Stored data entries
┄┄┄┄┄┄┄┄┄┄┄┄┄┄┄┄┄┄┄┄

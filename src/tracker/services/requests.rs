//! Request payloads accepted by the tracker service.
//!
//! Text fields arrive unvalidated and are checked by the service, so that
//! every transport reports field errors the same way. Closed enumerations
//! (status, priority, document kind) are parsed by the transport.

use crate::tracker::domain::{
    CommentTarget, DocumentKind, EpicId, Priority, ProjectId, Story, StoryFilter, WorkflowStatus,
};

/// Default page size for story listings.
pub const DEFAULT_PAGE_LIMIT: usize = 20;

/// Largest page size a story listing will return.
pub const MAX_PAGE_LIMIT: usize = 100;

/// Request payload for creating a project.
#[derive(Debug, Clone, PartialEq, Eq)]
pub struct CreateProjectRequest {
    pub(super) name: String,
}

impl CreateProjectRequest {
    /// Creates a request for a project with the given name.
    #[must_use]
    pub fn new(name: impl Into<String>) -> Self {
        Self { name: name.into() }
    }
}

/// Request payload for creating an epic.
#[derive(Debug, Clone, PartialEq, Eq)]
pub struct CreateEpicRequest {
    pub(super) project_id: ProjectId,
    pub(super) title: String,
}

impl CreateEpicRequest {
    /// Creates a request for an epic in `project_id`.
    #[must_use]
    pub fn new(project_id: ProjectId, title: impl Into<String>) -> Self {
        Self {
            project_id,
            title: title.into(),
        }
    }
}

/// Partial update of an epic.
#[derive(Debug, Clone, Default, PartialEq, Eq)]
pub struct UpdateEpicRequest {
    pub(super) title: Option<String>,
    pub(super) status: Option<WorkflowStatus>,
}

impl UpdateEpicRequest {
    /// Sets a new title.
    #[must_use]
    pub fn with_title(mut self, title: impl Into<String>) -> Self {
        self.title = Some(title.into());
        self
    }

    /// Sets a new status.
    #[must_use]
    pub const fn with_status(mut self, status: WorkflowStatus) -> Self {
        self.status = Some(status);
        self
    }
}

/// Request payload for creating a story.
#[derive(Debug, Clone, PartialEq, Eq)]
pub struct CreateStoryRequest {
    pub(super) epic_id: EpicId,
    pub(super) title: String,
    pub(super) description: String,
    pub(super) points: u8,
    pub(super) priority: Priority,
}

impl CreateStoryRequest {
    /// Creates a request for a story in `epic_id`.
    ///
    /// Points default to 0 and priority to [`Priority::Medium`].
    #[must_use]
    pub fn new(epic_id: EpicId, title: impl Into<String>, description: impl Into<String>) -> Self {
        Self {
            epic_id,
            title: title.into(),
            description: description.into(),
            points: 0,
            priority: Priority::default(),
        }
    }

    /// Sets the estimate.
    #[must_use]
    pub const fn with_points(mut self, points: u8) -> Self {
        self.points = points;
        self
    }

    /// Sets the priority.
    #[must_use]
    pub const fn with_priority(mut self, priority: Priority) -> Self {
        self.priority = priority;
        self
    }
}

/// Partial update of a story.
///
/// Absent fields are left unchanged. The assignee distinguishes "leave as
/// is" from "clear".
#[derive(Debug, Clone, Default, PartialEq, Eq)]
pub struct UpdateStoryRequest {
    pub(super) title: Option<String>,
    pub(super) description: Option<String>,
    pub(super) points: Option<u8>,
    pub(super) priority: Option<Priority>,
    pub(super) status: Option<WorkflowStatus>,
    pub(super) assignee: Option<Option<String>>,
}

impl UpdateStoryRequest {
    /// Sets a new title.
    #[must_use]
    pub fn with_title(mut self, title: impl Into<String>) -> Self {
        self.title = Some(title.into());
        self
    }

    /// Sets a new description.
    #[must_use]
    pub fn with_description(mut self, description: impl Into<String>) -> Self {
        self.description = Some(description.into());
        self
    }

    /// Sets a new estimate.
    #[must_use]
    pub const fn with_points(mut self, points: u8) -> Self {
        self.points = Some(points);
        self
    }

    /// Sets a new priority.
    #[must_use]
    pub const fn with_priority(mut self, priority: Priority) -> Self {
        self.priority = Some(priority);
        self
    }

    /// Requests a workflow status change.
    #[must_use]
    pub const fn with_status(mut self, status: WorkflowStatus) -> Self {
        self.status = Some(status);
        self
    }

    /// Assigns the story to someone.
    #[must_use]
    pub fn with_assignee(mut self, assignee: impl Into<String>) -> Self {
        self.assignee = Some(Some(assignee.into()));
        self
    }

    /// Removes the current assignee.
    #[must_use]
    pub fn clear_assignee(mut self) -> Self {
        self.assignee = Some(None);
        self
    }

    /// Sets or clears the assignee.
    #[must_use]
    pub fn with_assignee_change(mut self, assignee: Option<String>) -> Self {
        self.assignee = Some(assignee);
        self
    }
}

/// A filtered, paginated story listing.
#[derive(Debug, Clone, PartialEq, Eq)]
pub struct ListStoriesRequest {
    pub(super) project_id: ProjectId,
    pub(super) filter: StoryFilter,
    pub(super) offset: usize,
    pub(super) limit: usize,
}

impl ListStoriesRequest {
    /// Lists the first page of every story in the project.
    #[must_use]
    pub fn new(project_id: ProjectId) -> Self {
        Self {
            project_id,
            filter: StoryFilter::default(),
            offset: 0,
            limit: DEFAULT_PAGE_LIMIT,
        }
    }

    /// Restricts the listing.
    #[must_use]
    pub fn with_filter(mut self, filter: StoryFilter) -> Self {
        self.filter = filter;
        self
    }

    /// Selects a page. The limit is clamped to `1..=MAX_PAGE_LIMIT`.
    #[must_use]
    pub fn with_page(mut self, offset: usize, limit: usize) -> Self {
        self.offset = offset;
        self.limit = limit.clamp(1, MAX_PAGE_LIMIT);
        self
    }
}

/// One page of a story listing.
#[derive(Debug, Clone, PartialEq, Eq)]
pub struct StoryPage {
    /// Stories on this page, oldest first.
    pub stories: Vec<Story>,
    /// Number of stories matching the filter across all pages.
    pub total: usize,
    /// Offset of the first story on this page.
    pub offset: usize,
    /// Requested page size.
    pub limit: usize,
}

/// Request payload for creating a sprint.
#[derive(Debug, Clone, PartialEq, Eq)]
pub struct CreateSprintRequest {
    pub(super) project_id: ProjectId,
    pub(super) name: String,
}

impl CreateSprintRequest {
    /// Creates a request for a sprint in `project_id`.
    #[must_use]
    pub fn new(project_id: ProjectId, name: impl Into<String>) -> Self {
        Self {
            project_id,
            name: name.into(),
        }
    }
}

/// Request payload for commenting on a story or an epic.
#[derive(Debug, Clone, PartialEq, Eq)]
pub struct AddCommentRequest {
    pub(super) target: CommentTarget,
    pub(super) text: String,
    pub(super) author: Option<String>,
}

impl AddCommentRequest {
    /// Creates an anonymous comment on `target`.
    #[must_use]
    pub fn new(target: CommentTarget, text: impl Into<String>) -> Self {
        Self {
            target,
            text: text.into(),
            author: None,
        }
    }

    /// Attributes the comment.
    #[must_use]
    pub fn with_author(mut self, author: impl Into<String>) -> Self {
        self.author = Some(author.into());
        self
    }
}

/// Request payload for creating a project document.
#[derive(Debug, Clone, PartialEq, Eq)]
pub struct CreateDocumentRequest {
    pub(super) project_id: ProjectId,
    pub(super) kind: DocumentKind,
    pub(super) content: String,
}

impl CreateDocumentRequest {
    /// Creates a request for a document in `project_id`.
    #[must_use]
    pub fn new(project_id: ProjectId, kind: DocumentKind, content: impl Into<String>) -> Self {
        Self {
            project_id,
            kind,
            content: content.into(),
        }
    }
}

┄┄┄┄┄┄┄┄┄┄┄┄┄┄┄┄┄┄┄┄

Repeat each entry above exactly as it appears.

filename src/tracker/services/requests.rs
//! Request payloads accepted by the tracker service.
//!
//! Text fields arrive unvalidated and are checked by the service, so that
//! every transport reports field errors the same way. Closed enumerations
//! (status, priority, document kind) are parsed by the transport.

use crate::tracker::domain::{
    CommentTarget, DocumentKind, EpicId, Priority, ProjectId, Story, StoryFilter, WorkflowStatus,
};

/// Default page size for story listings.
pub const DEFAULT_PAGE_LIMIT: usize = 20;

/// Largest page size a story listing will return.
pub const MAX_PAGE_LIMIT: usize = 100;

/// Request payload for creating a project.
#[derive(Debug, Clone, PartialEq, Eq)]
pub struct CreateProjectRequest {
    pub(super) name: String,
}

impl CreateProjectRequest {
    /// Creates a request for a project with the given name.
    #[must_use]
    pub fn new(name: impl Into<String>) -> Self {
        Self { name: name.into() }
    }
}

/// Request payload for creating an epic.
#[derive(Debug, Clone, PartialEq, Eq)]
pub struct CreateEpicRequest {
    pub(super) project_id: ProjectId,
    pub(super) title: String,
}

impl CreateEpicRequest {
    /// Creates a request for an epic in `project_id`.
    #[must_use]
    pub fn new(project_id: ProjectId, title: impl Into<String>) -> Self {
        Self {
            project_id,
            title: title.into(),
        }
    }
}

/// Partial update of an epic.
#[derive(Debug, Clone, Default, PartialEq, Eq)]
pub struct UpdateEpicRequest {
    pub(super) title: Option<String>,
    pub(super) status: Option<WorkflowStatus>,
}

impl UpdateEpicRequest {
    /// Sets a new title.
    #[must_use]
    pub fn with_title(mut self, title: impl Into<String>) -> Self {
        self.title = Some(title.into());
        self
    }

    /// Sets a new status.
    #[must_use]
    pub const fn with_status(mut self, status: WorkflowStatus) -> Self {
        self.status = Some(status);
        self
    }
}

/// Request payload for creating a story.
#[derive(Debug, Clone, PartialEq, Eq)]
pub struct CreateStoryRequest {
    pub(super) epic_id: EpicId,
    pub(super) title: String,
    pub(super) description: String,
    pub(super) points: u8,
    pub(super) priority: Priority,
}

impl CreateStoryRequest {
    /// Creates a request for a story in `epic_id`.
    ///
    /// Points default to 0 and priority to [`Priority::Medium`].
    #[must_use]
    pub fn new(epic_id: EpicId, title: impl Into<String>, description: impl Into<String>) -> Self {
        Self {
            epic_id,
            title: title.into(),
            description: description.into(),
            points: 0,
            priority: Priority::default(),
        }
    }

    /// Sets the estimate.
    #[must_use]
    pub const fn with_points(mut self, points: u8) -> Self {
        self.points = points;
        self
    }

    /// Sets the priority.
    #[must_use]
    pub const fn with_priority(mut self, priority: Priority) -> Self {
        self.priority = priority;
        self
    }
}

/// Partial update of a story.
///
/// Absent fields are left unchanged. The assignee distinguishes "leave as
/// is" from "clear".
#[derive(Debug, Clone, Default, PartialEq, Eq)]
pub struct UpdateStoryRequest {
    pub(super) title: Option<String>,
    pub(super) description: Option<String>,
    pub(super) points: Option<u8>,
    pub(super) priority: Option<Priority>,
    pub(super) status: Option<WorkflowStatus>,
    pub(super) assignee: Option<Option<String>>,
}

impl UpdateStoryRequest {
    /// Sets a new title.
    #[must_use]
    pub fn with_title(mut self, title: impl Into<String>) -> Self {
        self.title = Some(title.into());
        self
    }

    /// Sets a new description.
    #[must_use]
    pub fn with_description(mut self, description: impl Into<String>) -> Self {
        self.description = Some(description.into());
        self
    }

    /// Sets a new estimate.
    #[must_use]
    pub const fn with_points(mut self, points: u8) -> Self {
        self.points = Some(points);
        self
    }

    /// Sets a new priority.
    #[must_use]
    pub const fn with_priority(mut self, priority: Priority) -> Self {
        self.priority = Some(priority);
        self
    }

    /// Requests a workflow status change.
    #[must_use]
    pub const fn with_status(mut self, status: WorkflowStatus) -> Self {
        self.status = Some(status);
        self
    }

    /// Assigns the story to someone.
    #[must_use]
    pub fn with_assignee(mut self, assignee: impl Into<String>) -> Self {
        self.assignee = Some(Some(assignee.into()));
        self
    }

    /// Removes the current assignee.
    #[must_use]
    pub fn clear_assignee(mut self) -> Self {
        self.assignee = Some(None);
        self
    }

    /// Sets or clears the assignee.
    #[must_use]
    pub fn with_assignee_change(mut self, assignee: Option<String>) -> Self {
        self.assignee = Some(assignee);
        self
    }
}

/// A filtered, paginated story listing.
#[derive(Debug, Clone, PartialEq, Eq)]
pub struct ListStoriesRequest {
    pub(super) project_id: ProjectId,
    pub(super) filter: StoryFilter,
    pub(super) offset: usize,
    pub(super) limit: usize,
}

impl ListStoriesRequest {
    /// Lists the first page of every story in the project.
    #[must_use]
    pub fn new(project_id: ProjectId) -> Self {
        Self {
            project_id,
            filter: StoryFilter::default(),
            offset: 0,
            limit: DEFAULT_PAGE_LIMIT,
        }
    }

    /// Restricts the listing.
    #[must_use]
    pub fn with_filter(mut self, filter: StoryFilter) -> Self {
        self.filter = filter;
        self
    }

    /// Selects a page. The limit is clamped to `1..=MAX_PAGE_LIMIT`.
    #[must_use]
    pub fn with_page(mut self, offset: usize, limit: usize) -> Self {
        self.offset = offset;
        self.limit = limit.clamp(1, MAX_PAGE_LIMIT);
        self
    }
}

/// One page of a story listing.
#[derive(Debug, Clone, PartialEq, Eq)]
pub struct StoryPage {
    /// Stories on this page, oldest first.
    pub stories: Vec<Story>,
    /// Number of stories matching the filter across all pages.
    pub total: usize,
    /// Offset of the first story on this page.
    pub offset: usize,
    /// Requested page size.
    pub limit: usize,
}

/// Request payload for creating a sprint.
#[derive(Debug, Clone, PartialEq, Eq)]
pub struct CreateSprintRequest {
    pub(super) project_id: ProjectId,
    pub(super) name: String,
}

impl CreateSprintRequest {
    /// Creates a request for a sprint in `project_id`.
    #[must_use]
    pub fn new(project_id: ProjectId, name: impl Into<String>) -> Self {
        Self {
            project_id,
            name: name.into(),
        }
    }
}

/// Request payload for commenting on a story or an epic.
#[derive(Debug, Clone, PartialEq, Eq)]
pub struct AddCommentRequest {
    pub(super) target: CommentTarget,
    pub(super) text: String,
    pub(super) author: Option<String>,
}

impl AddCommentRequest {
    /// Creates an anonymous comment on `target`.
    #[must_use]
    pub fn new(target: CommentTarget, text: impl Into<String>) -> Self {
        Self {
            target,
            text: text.into(),
            author: None,
        }
    }

    /// Attributes the comment.
    #[must_use]
    pub fn with_author(mut self, author: impl Into<String>) -> Self {
        self.author = Some(author.into());
        self
    }
}

/// Request payload for creating a project document.
#[derive(Debug, Clone, PartialEq, Eq)]
pub struct CreateDocumentRequest {
    pub(super) project_id: ProjectId,
    pub(super) kind: DocumentKind,
    pub(super) content: String,
}

impl CreateDocumentRequest {
    /// Creates a request for a document in `project_id`.
    #[must_use]
    pub fn new(project_id: ProjectId, kind: DocumentKind, content: impl Into<String>) -> Self {
        Self {
            project_id,
            kind,
            content: content.into(),
        }
    }
}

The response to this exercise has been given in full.